No dia em que se assinalam sete anos desde o início da guerra civil síria, a psicóloga, que durante dois meses serviu a organização não-governamental MSF na Síria, partilhou parte da experiência que viveu em Alepo, onde se estima terem morrido mais de 100.000 pessoas, entre 2012 e 2016.
O projeto a seu cargo era "desenhar e implementar um programa de saúde mental", no qual era feito o levantamento das pessoas com perturbações de stress pós-traumático (PSPT), com as que desenvolviam patologias relacionadas com PSPT e se visitavam as unidades de saúde.
Maria Palha lembra a estruturação dos procedimentos na altura, contrastantes com o que acontece atualmente em Ghouta Oriental.
"Havia um levantamento das necessidades, era importante perceber quem eram os beneficiários dos serviços de saúde, o que é que eles precisavam e a nível de equipas médicas e aquilo que era importante para elas conseguirem prestar os seus serviços à população", mas em Ghouta Oriental "é assustador".
"As equipas médicas estão a colapsar, a trabalhar debaixo de bombardeamentos, sem 'stocks' médicos adequados, sem dormir, com medo", frisou.
A nível da distribuição de medicamentos e material médico, Maria Palha também assinalou uma grande diferença.
"Em 2013 havia uma entrega de doações às unidades médicas. Neste momento em Ghouta, sabemos que os 'stocks' das entidades que estão a prestar serviços estão a colapsar, ou seja, existe uma grande necessidade de sacos de sangue, antibióticos, 'kits' de primeiros socorros, essenciais para prestar um serviço de saúde digno para estes civis no cerco. Mas na altura ainda conseguíamos fazer esta entrega e apoiar algumas unidades móveis no terreno", recordou.
A portuguesa conta que visitava os abrigos onde as pessoas estavam e falava sobre "o impacto de viver sob bombardeamentos, como é que se pode lidar com a perda de três ou quatro pessoas da família, como é que se pode lidar com o medo, como é que se pode lidar com insónias (causadas) pelo medo que se tem de viver naquele bairro ou naquela cidade".
"Em 2013, vivi episódios na região de Alepo que agora se repetem em Ghouta", disse a psicóloga.

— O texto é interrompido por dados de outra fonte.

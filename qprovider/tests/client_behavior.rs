//! Response client behavior against a scripted transport and a live pool.

use std::collections::VecDeque;
use std::sync::{Arc, Mutex};

use futures_util::StreamExt;
use qpool::{CredentialSecret, InMemoryStateStore, PoolCoordinator, PoolHandle};
use qprovider::wire::ApiResponse;
use qprovider::{
    BuildOptions, ByteStream, GenerateError, GenerateErrorKind, GenerateTransport, PromptInput,
    ProviderFuture, RequestPayload, ResponseClient, build_request, classify_failure,
};

type ScriptedBody = Vec<Result<Vec<u8>, GenerateError>>;

#[derive(Debug, Default)]
struct FakeTransport {
    generate_results: Mutex<VecDeque<Result<ApiResponse, GenerateError>>>,
    stream_bodies: Mutex<VecDeque<Result<ScriptedBody, GenerateError>>>,
    calls: Mutex<Vec<String>>,
}

impl FakeTransport {
    fn push_generate(&self, result: Result<ApiResponse, GenerateError>) {
        self.generate_results
            .lock()
            .expect("generate lock")
            .push_back(result);
    }

    fn push_stream(&self, result: Result<ScriptedBody, GenerateError>) {
        self.stream_bodies
            .lock()
            .expect("stream lock")
            .push_back(result);
    }

    fn call_count(&self) -> usize {
        self.calls.lock().expect("calls lock").len()
    }
}

impl GenerateTransport for FakeTransport {
    fn generate<'a>(
        &'a self,
        _payload: RequestPayload,
        secret: Arc<CredentialSecret>,
    ) -> ProviderFuture<'a, Result<ApiResponse, GenerateError>> {
        Box::pin(async move {
            self.calls
                .lock()
                .expect("calls lock")
                .push(secret.expose().to_string());

            self.generate_results
                .lock()
                .expect("generate lock")
                .pop_front()
                .unwrap_or_else(|| Err(GenerateError::transient("unscripted generate call")))
        })
    }

    fn stream_generate<'a>(
        &'a self,
        _payload: RequestPayload,
        secret: Arc<CredentialSecret>,
    ) -> ProviderFuture<'a, Result<ByteStream<'a>, GenerateError>> {
        Box::pin(async move {
            self.calls
                .lock()
                .expect("calls lock")
                .push(secret.expose().to_string());

            let body = self
                .stream_bodies
                .lock()
                .expect("stream lock")
                .pop_front()
                .unwrap_or_else(|| Err(GenerateError::transient("unscripted stream call")))?;

            Ok(Box::pin(futures_util::stream::iter(body)) as ByteStream<'a>)
        })
    }
}

fn reply_json(text: &str) -> ApiResponse {
    serde_json::from_str(&format!(
        r#"{{"candidates":[{{"content":{{"role":"model","parts":[{{"text":"{text}"}}]}},"finishReason":"STOP"}}]}}"#
    ))
    .expect("test response should decode")
}

fn payload() -> RequestPayload {
    build_request(PromptInput::Text("hello".to_string()), BuildOptions::default())
}

async fn client_with(
    secrets: Vec<String>,
    transport: Arc<FakeTransport>,
) -> (ResponseClient, PoolHandle) {
    let store = Arc::new(InMemoryStateStore::new());
    let pool = PoolCoordinator::spawn(secrets, store).await;
    (ResponseClient::new(pool.clone(), transport), pool)
}

fn secrets(count: usize) -> Vec<String> {
    (0..count).map(|i| format!("sk-{i}")).collect()
}

#[tokio::test]
async fn send_returns_text_and_reports_success() {
    let transport = Arc::new(FakeTransport::default());
    transport.push_generate(Ok(reply_json("hi there")));
    let (client, pool) = client_with(secrets(1), Arc::clone(&transport)).await;

    let reply = client.send(payload()).await.expect("send should work");
    assert_eq!(reply.text, "hi there");

    let snapshot = pool.snapshot().await.expect("snapshot");
    assert!(snapshot[0].last_used_ms.is_some());
    assert_eq!(snapshot[0].error_count, 0);
}

#[tokio::test]
async fn send_rotates_credentials_across_calls() {
    let transport = Arc::new(FakeTransport::default());
    transport.push_generate(Ok(reply_json("one")));
    transport.push_generate(Ok(reply_json("two")));
    let (client, _pool) = client_with(secrets(2), Arc::clone(&transport)).await;

    client.send(payload()).await.expect("first send");
    client.send(payload()).await.expect("second send");

    let calls = transport.calls.lock().expect("calls lock").clone();
    assert_eq!(calls, vec!["sk-0".to_string(), "sk-1".to_string()]);
}

#[tokio::test]
async fn empty_pool_fails_fast_without_touching_the_transport() {
    let transport = Arc::new(FakeTransport::default());
    let (client, _pool) = client_with(Vec::new(), Arc::clone(&transport)).await;

    let error = client.send(payload()).await.expect_err("must fail");
    assert_eq!(error.kind, GenerateErrorKind::NoCredential);
    assert_eq!(transport.call_count(), 0);
}

#[tokio::test]
async fn quota_failure_exhausts_the_credential_and_rotation_skips_it() {
    let transport = Arc::new(FakeTransport::default());
    transport.push_generate(Err(classify_failure(Some(429), "quota exceeded")));
    transport.push_generate(Ok(reply_json("ok")));
    let (client, pool) = client_with(secrets(2), Arc::clone(&transport)).await;

    let error = client.send(payload()).await.expect_err("quota call must fail");
    assert_eq!(error.kind, GenerateErrorKind::QuotaExceeded);

    let snapshot = pool.snapshot().await.expect("snapshot");
    assert!(snapshot[0].quota_exhausted);
    assert!(snapshot[0].healthy);

    client.send(payload()).await.expect("second send");
    let calls = transport.calls.lock().expect("calls lock").clone();
    assert_eq!(calls[1], "sk-1");
}

#[tokio::test]
async fn content_blocked_reply_mutates_no_pool_state() {
    let transport = Arc::new(FakeTransport::default());
    let blocked: ApiResponse = serde_json::from_str(
        r#"{"candidates":[{"content":{"role":"model","parts":[]},"finishReason":"SAFETY"}]}"#,
    )
    .expect("blocked response");
    transport.push_generate(Ok(blocked));
    let (client, pool) = client_with(secrets(1), Arc::clone(&transport)).await;

    let error = client.send(payload()).await.expect_err("must be blocked");
    assert_eq!(error.kind, GenerateErrorKind::ContentBlocked);

    let snapshot = pool.snapshot().await.expect("snapshot");
    assert_eq!(snapshot[0].error_count, 0);
    assert_eq!(snapshot[0].last_used_ms, None);
    assert!(!snapshot[0].quota_exhausted);
}

#[tokio::test]
async fn stream_reassembles_a_record_split_mid_line() {
    let transport = Arc::new(FakeTransport::default());
    transport.push_stream(Ok(vec![
        Ok(b"data: {\"text\":\"hel".to_vec()),
        Ok(b"lo\"}\n".to_vec()),
    ]));
    let (client, pool) = client_with(secrets(1), Arc::clone(&transport)).await;

    let mut stream = client.stream(payload()).await.expect("stream should start");
    let mut texts = Vec::new();
    while let Some(chunk) = stream.next().await {
        texts.push(chunk.expect("chunk should decode").text);
    }

    assert_eq!(texts, vec!["hello".to_string()]);

    let snapshot = pool.snapshot().await.expect("snapshot");
    assert!(snapshot[0].last_used_ms.is_some());
}

#[tokio::test]
async fn stream_output_is_identical_for_any_chunking_of_the_body() {
    let body: &[u8] = b"data: {\"text\":\"a\"}\ndata: {\"text\":\"b\"}\ndata: {\"text\":\"c\",\"finishReason\":\"STOP\"}\n";

    let mut concatenations = Vec::new();
    for split in [1_usize, 7, 19, body.len()] {
        let transport = Arc::new(FakeTransport::default());
        let chunks: Vec<Result<Vec<u8>, GenerateError>> = body
            .chunks(split)
            .map(|piece| Ok(piece.to_vec()))
            .collect();
        transport.push_stream(Ok(chunks));
        let (client, _pool) = client_with(secrets(1), transport).await;

        let mut stream = client.stream(payload()).await.expect("stream should start");
        let mut text = String::new();
        while let Some(chunk) = stream.next().await {
            text.push_str(&chunk.expect("chunk should decode").text);
        }
        concatenations.push(text);
    }

    assert!(concatenations.iter().all(|text| text == "abc"));
}

#[tokio::test]
async fn malformed_lines_are_skipped_without_killing_the_stream() {
    let transport = Arc::new(FakeTransport::default());
    transport.push_stream(Ok(vec![Ok(
        b"data: {\"text\":\"good\"}\ndata: {broken\ndata: {\"text\":\"also good\"}\n".to_vec(),
    )]));
    let (client, pool) = client_with(secrets(1), Arc::clone(&transport)).await;

    let mut stream = client.stream(payload()).await.expect("stream should start");
    let mut texts = Vec::new();
    while let Some(chunk) = stream.next().await {
        texts.push(chunk.expect("chunk should decode").text);
    }

    assert_eq!(texts, vec!["good".to_string(), "also good".to_string()]);

    let snapshot = pool.snapshot().await.expect("snapshot");
    assert_eq!(snapshot[0].error_count, 0);
}

#[tokio::test]
async fn a_stream_with_only_malformed_lines_fails_as_transient() {
    let transport = Arc::new(FakeTransport::default());
    transport.push_stream(Ok(vec![Ok(b"data: {broken\ndata: also broken}\n".to_vec())]));
    let (client, pool) = client_with(secrets(1), Arc::clone(&transport)).await;

    let mut stream = client.stream(payload()).await.expect("stream should start");
    let mut error = None;
    while let Some(item) = stream.next().await {
        match item {
            Ok(chunk) => panic!("unexpected chunk: {chunk:?}"),
            Err(e) => error = Some(e),
        }
    }

    let error = error.expect("stream must end in error");
    assert_eq!(error.kind, GenerateErrorKind::TransientProvider);

    let snapshot = pool.snapshot().await.expect("snapshot");
    assert_eq!(snapshot[0].error_count, 1);
}

#[tokio::test]
async fn mid_stream_transport_error_reports_failure_exactly_once() {
    let transport = Arc::new(FakeTransport::default());
    transport.push_stream(Ok(vec![
        Ok(b"data: {\"text\":\"partial\"}\n".to_vec()),
        Err(GenerateError::transient("connection reset")),
    ]));
    let (client, pool) = client_with(secrets(1), Arc::clone(&transport)).await;

    let mut stream = client.stream(payload()).await.expect("stream should start");
    let first = stream.next().await.expect("first item");
    assert_eq!(first.expect("first chunk").text, "partial");

    let second = stream.next().await.expect("second item");
    let error = second.expect_err("second item must be the error");
    assert_eq!(error.kind, GenerateErrorKind::TransientProvider);
    assert!(stream.next().await.is_none());

    let snapshot = pool.snapshot().await.expect("snapshot");
    assert_eq!(snapshot[0].error_count, 1);
    assert_eq!(snapshot[0].last_used_ms, None);
}

#[tokio::test]
async fn a_cancelled_stream_reports_neither_success_nor_failure() {
    let transport = Arc::new(FakeTransport::default());
    transport.push_stream(Ok(vec![
        Ok(b"data: {\"text\":\"one\"}\n".to_vec()),
        Ok(b"data: {\"text\":\"two\"}\n".to_vec()),
    ]));
    let (client, pool) = client_with(secrets(1), Arc::clone(&transport)).await;

    {
        let mut stream = client.stream(payload()).await.expect("stream should start");
        let first = stream.next().await.expect("first item");
        assert_eq!(first.expect("first chunk").text, "one");
        // Dropped here, before the stream reaches its end.
    }

    let snapshot = pool.snapshot().await.expect("snapshot");
    assert_eq!(snapshot[0].error_count, 0);
    assert_eq!(snapshot[0].last_used_ms, None);
}

#[tokio::test]
async fn stream_setup_failure_is_classified_and_reported() {
    let transport = Arc::new(FakeTransport::default());
    transport.push_stream(Err(classify_failure(Some(429), "quota exceeded for key")));
    let (client, pool) = client_with(secrets(1), Arc::clone(&transport)).await;

    let error = client
        .stream(payload())
        .await
        .err()
        .expect("setup must fail");
    assert_eq!(error.kind, GenerateErrorKind::QuotaExceeded);

    let snapshot = pool.snapshot().await.expect("snapshot");
    assert!(snapshot[0].quota_exhausted);
}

Maria Palha assinalou que, atualmente, os MSF dão apoio remoto a 20 unidades médicas, das quais 15 foram bombardeadas, e recordou um episódio que viveu em Alepo: "Em 2013, quando estava a dirigir uma unidade médica, essa unidade foi bombardeada e não consegui prestar o serviço médico que era suposto".
A psicóloga abordou ainda as diferenças no comportamento da população perante os ataques.

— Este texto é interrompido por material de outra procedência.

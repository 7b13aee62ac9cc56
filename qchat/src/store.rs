//! Session persistence contract with in-memory and key-value backends.

use std::collections::HashMap;
use std::sync::{Arc, Mutex};
use std::time::{Duration, SystemTime, UNIX_EPOCH};

use qcommon::{BoxFuture, SessionId};
use qpool::StateStore;
use qprovider::Role;
use serde::{Deserialize, Serialize};
use serde_json::Value;

use crate::{ChatError, ConversationSession, StoredMessage};

/// Durable storage for conversation sessions, keyed by session id.
///
/// Writes are expected from a single execution context at a time, the same
/// assumption the pool coordinator makes about its storage area. Backends
/// layered over flat key-value storage do not serialize concurrent `save`
/// calls from independent contexts.
pub trait SessionStore: Send + Sync {
    fn load<'a>(
        &'a self,
        id: &'a SessionId,
    ) -> BoxFuture<'a, Result<Option<ConversationSession>, ChatError>>;

    fn save<'a>(&'a self, session: &'a ConversationSession) -> BoxFuture<'a, Result<(), ChatError>>;

    fn remove<'a>(&'a self, ids: Vec<SessionId>) -> BoxFuture<'a, Result<(), ChatError>>;

    fn list<'a>(&'a self) -> BoxFuture<'a, Result<Vec<ConversationSession>, ChatError>>;
}

#[derive(Debug, Default)]
pub struct InMemorySessionStore {
    sessions: Mutex<HashMap<SessionId, ConversationSession>>,
}

impl InMemorySessionStore {
    pub fn new() -> Self {
        Self::default()
    }
}

impl SessionStore for InMemorySessionStore {
    fn load<'a>(
        &'a self,
        id: &'a SessionId,
    ) -> BoxFuture<'a, Result<Option<ConversationSession>, ChatError>> {
        Box::pin(async move {
            let sessions = self
                .sessions
                .lock()
                .map_err(|_| ChatError::store("session store lock poisoned"))?;

            Ok(sessions.get(id).cloned())
        })
    }

    fn save<'a>(&'a self, session: &'a ConversationSession) -> BoxFuture<'a, Result<(), ChatError>> {
        Box::pin(async move {
            let mut sessions = self
                .sessions
                .lock()
                .map_err(|_| ChatError::store("session store lock poisoned"))?;

            sessions.insert(session.id.clone(), session.clone());
            Ok(())
        })
    }

    fn remove<'a>(&'a self, ids: Vec<SessionId>) -> BoxFuture<'a, Result<(), ChatError>> {
        Box::pin(async move {
            let mut sessions = self
                .sessions
                .lock()
                .map_err(|_| ChatError::store("session store lock poisoned"))?;

            for id in ids {
                sessions.remove(&id);
            }

            Ok(())
        })
    }

    fn list<'a>(&'a self) -> BoxFuture<'a, Result<Vec<ConversationSession>, ChatError>> {
        Box::pin(async move {
            let sessions = self
                .sessions
                .lock()
                .map_err(|_| ChatError::store("session store lock poisoned"))?;

            Ok(sessions.values().cloned().collect())
        })
    }
}

const SESSION_KEY_PREFIX: &str = "session/";
const SESSION_INDEX_KEY: &str = "session_index";

/// Sessions serialized into a flat `StateStore`, one JSON value per session
/// plus an id index for listing. Shares a storage area with the credential
/// coordinator without overlapping keys.
///
/// The id index is maintained with a read-modify-write, so this store
/// requires the trait's single-writer assumption; the flat `StateStore`
/// contract has no key enumeration to derive `list` from.
pub struct KvSessionStore {
    state: Arc<dyn StateStore>,
}

impl KvSessionStore {
    pub fn new(state: Arc<dyn StateStore>) -> Self {
        Self { state }
    }

    async fn index(&self) -> Result<Vec<String>, ChatError> {
        let keys = vec![SESSION_INDEX_KEY.to_string()];
        let mut entries = self.state.get(&keys).await.map_err(ChatError::from)?;

        match entries.remove(SESSION_INDEX_KEY) {
            Some(value) => serde_json::from_value(value)
                .map_err(|error| ChatError::store(format!("undecodable session index: {error}"))),
            None => Ok(Vec::new()),
        }
    }

    async fn write_index(&self, index: Vec<String>) -> Result<(), ChatError> {
        let value = serde_json::to_value(index)
            .map_err(|error| ChatError::store(format!("unencodable session index: {error}")))?;
        let entries = HashMap::from([(SESSION_INDEX_KEY.to_string(), value)]);
        self.state.set(entries).await.map_err(ChatError::from)
    }
}

impl SessionStore for KvSessionStore {
    fn load<'a>(
        &'a self,
        id: &'a SessionId,
    ) -> BoxFuture<'a, Result<Option<ConversationSession>, ChatError>> {
        Box::pin(async move {
            let keys = vec![session_key(id)];
            let mut entries = self.state.get(&keys).await.map_err(ChatError::from)?;

            match entries.remove(&keys[0]) {
                Some(value) => decode_session(value).map(Some),
                None => Ok(None),
            }
        })
    }

    fn save<'a>(&'a self, session: &'a ConversationSession) -> BoxFuture<'a, Result<(), ChatError>> {
        Box::pin(async move {
            let record = SessionRecord::of(session);
            let value = serde_json::to_value(record)
                .map_err(|error| ChatError::store(format!("unencodable session: {error}")))?;

            let entries = HashMap::from([(session_key(&session.id), value)]);
            self.state.set(entries).await.map_err(ChatError::from)?;

            let mut index = self.index().await?;
            if !index.iter().any(|entry| entry == session.id.as_str()) {
                index.push(session.id.to_string());
                self.write_index(index).await?;
            }

            Ok(())
        })
    }

    fn remove<'a>(&'a self, ids: Vec<SessionId>) -> BoxFuture<'a, Result<(), ChatError>> {
        Box::pin(async move {
            let keys: Vec<String> = ids.iter().map(session_key).collect();
            self.state.remove(&keys).await.map_err(ChatError::from)?;

            let index = self.index().await?;
            let remaining: Vec<String> = index
                .into_iter()
                .filter(|entry| !ids.iter().any(|id| id.as_str() == entry))
                .collect();

            self.write_index(remaining).await
        })
    }

    fn list<'a>(&'a self) -> BoxFuture<'a, Result<Vec<ConversationSession>, ChatError>> {
        Box::pin(async move {
            let index = self.index().await?;
            let keys: Vec<String> = index
                .iter()
                .map(|id| session_key(&SessionId::new(id.clone())))
                .collect();

            let mut entries = self.state.get(&keys).await.map_err(ChatError::from)?;
            let mut sessions = Vec::with_capacity(keys.len());
            for key in &keys {
                if let Some(value) = entries.remove(key) {
                    sessions.push(decode_session(value)?);
                }
            }

            Ok(sessions)
        })
    }
}

fn session_key(id: &SessionId) -> String {
    format!("{SESSION_KEY_PREFIX}{id}")
}

fn decode_session(value: Value) -> Result<ConversationSession, ChatError> {
    let record: SessionRecord = serde_json::from_value(value)
        .map_err(|error| ChatError::store(format!("undecodable session: {error}")))?;
    record.into_session()
}

#[derive(Debug, Serialize, Deserialize)]
struct SessionRecord {
    id: String,
    bound_credential: usize,
    messages: Vec<MessageRecord>,
    metadata: HashMap<String, String>,
}

#[derive(Debug, Serialize, Deserialize)]
struct MessageRecord {
    role: String,
    text: String,
    timestamp_ms: u64,
}

impl SessionRecord {
    fn of(session: &ConversationSession) -> Self {
        Self {
            id: session.id.to_string(),
            bound_credential: session.bound_credential,
            messages: session.messages.iter().map(MessageRecord::of).collect(),
            metadata: session.metadata.clone(),
        }
    }

    fn into_session(self) -> Result<ConversationSession, ChatError> {
        let mut messages = Vec::with_capacity(self.messages.len());
        for message in self.messages {
            messages.push(message.into_message()?);
        }

        Ok(ConversationSession {
            id: SessionId::new(self.id),
            bound_credential: self.bound_credential,
            messages,
            metadata: self.metadata,
        })
    }
}

impl MessageRecord {
    fn of(message: &StoredMessage) -> Self {
        let timestamp_ms = message
            .timestamp
            .duration_since(UNIX_EPOCH)
            .map(|elapsed| elapsed.as_millis() as u64)
            .unwrap_or(0);

        Self {
            role: role_tag(message.role).to_string(),
            text: message.text.clone(),
            timestamp_ms,
        }
    }

    fn into_message(self) -> Result<StoredMessage, ChatError> {
        let role = match self.role.as_str() {
            "user" => Role::User,
            "assistant" => Role::Assistant,
            other => {
                return Err(ChatError::store(format!(
                    "unknown stored message role: {other}"
                )));
            }
        };

        Ok(StoredMessage {
            role,
            text: self.text,
            timestamp: UNIX_EPOCH + Duration::from_millis(self.timestamp_ms),
        })
    }
}

fn role_tag(role: Role) -> &'static str {
    match role {
        Role::User => "user",
        Role::Assistant => "assistant",
    }
}
//! Small convenience constructors for common types.

use crate::{FileRef, Message, Role, SessionId, TurnOptions};

pub fn user_message(text: impl Into<String>) -> Message {
    Message::new(Role::User, text)
}

pub fn assistant_message(text: impl Into<String>) -> Message {
    Message::new(Role::Assistant, text)
}

pub fn session(id: impl Into<SessionId>) -> SessionId {
    id.into()
}

pub fn attachment(
    name: impl Into<String>,
    handle: impl Into<String>,
    mime_type: impl Into<String>,
) -> FileRef {
    FileRef::resolved(name, handle, mime_type)
}

pub fn instructed_turn(instruction: impl Into<String>) -> TurnOptions {
    TurnOptions::default().with_system_instruction(instruction)
}

#[cfg(test)]
mod tests {
    use crate::Role;

    use super::{attachment, instructed_turn, session, user_message};

    #[test]
    fn message_and_session_helpers_apply_expected_defaults() {
        let message = user_message("hello");
        assert_eq!(message.role, Role::User);

        let session = session("thread-1");
        assert_eq!(session.as_str(), "thread-1");
    }

    #[test]
    fn attachment_helper_produces_a_resolved_reference() {
        let file = attachment("brief.pdf", "files/abc", "application/pdf");
        assert_eq!(file.handle.as_deref(), Some("files/abc"));
    }

    #[test]
    fn instructed_turn_sets_the_system_instruction() {
        let options = instructed_turn("be concise");
        assert_eq!(options.system_instruction.as_deref(), Some("be concise"));
    }
}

"Na altura eu visitava escolas, que eram os lugares onde a população estava abrigada, neste momento o que vemos é que a população já vive em abrigos subterrâneos", salientou.
Sobre os portugueses, Maria lamentou a falta de "empatia, generosidade e compaixão", que considera fundamentais para melhores relações interpessoais e que permitem mais tolerância.

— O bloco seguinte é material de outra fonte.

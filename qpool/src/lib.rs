//! Credential pool, health tracking, and the single-instance coordinator.

mod cache;
mod coordinator;
mod error;
mod pool;
mod record;
mod store;

pub use cache::PoolCache;
pub use coordinator::{HEALTH_STATE_KEY, PoolCommand, PoolCoordinator, PoolHandle};
pub use error::{PoolError, PoolErrorKind};
pub use pool::{CredentialPool, SelectedCredential, UNHEALTHY_THRESHOLD};
pub use record::{
    CredentialHealth, CredentialOutcome, CredentialRecord, CredentialSecret, FailureClass,
};
pub use store::{InMemoryStateStore, StateStore};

"Às vezes, como estas realidades estão tão longínquas e distantes das nossas, pode haver uma dificuldade de conseguirmos olhar o mundo lá fora", disse, admitindo que "em termos de desenvolvimento de algumas competências emocionais da população portuguesa, podíamos falar mais de empatia, generosidade e de compaixão e também algumas medidas de auto cuidado que todos nós deveremos ter para conseguirmos ter melhores relações com os outros e sermos tolerantes à diferença".
Atualmente, Maria coordena o projeto 'Kids' que, segundo a própria, pretende "interromper alguns atos desumanos e de terrorismo que podem acontecer no mundo".
Através de 'crowdfunding', a psicóloga conta angariar fundos que permitam a edição de um livro e de um documentário no qual divulgará as entrevistas a crianças.
Na ótica da psicóloga, o facto de serem crianças a testemunhar as vivências em climas como Serra Leoa, Colômbia, Brasil, São Tomé e Príncipe, Mongólia, Butão, Nova Zelândia e Médio Oriente, torna o projeto "extremamente interessante".
Maria Palha não coloca de parte o regresso à Síria e elogia as crianças que aí vivem.
"Se eu tivesse oportunidade para voltar à Síria, voltaria com certeza porque sem dúvida que as crianças que vivem neste país, todos os dias têm de lidar com o medo, com a compaixão e generosidade de partilhar o último pão da padaria com o seu irmão ou com a sua família. Sem dúvida que estas crianças são especialistas em lidar com todas estas emoções que estão relacionadas com a resiliência, e por isso voltaria sem dúvida", confessou.
Há sete anos, no dia 15 de março de 2011, a reação do regime de Bashar al-Assad a uma manifestação organizada por familiares de prisioneiros políticos marcou o início de um conflito que já matou mais de 350.000 civis.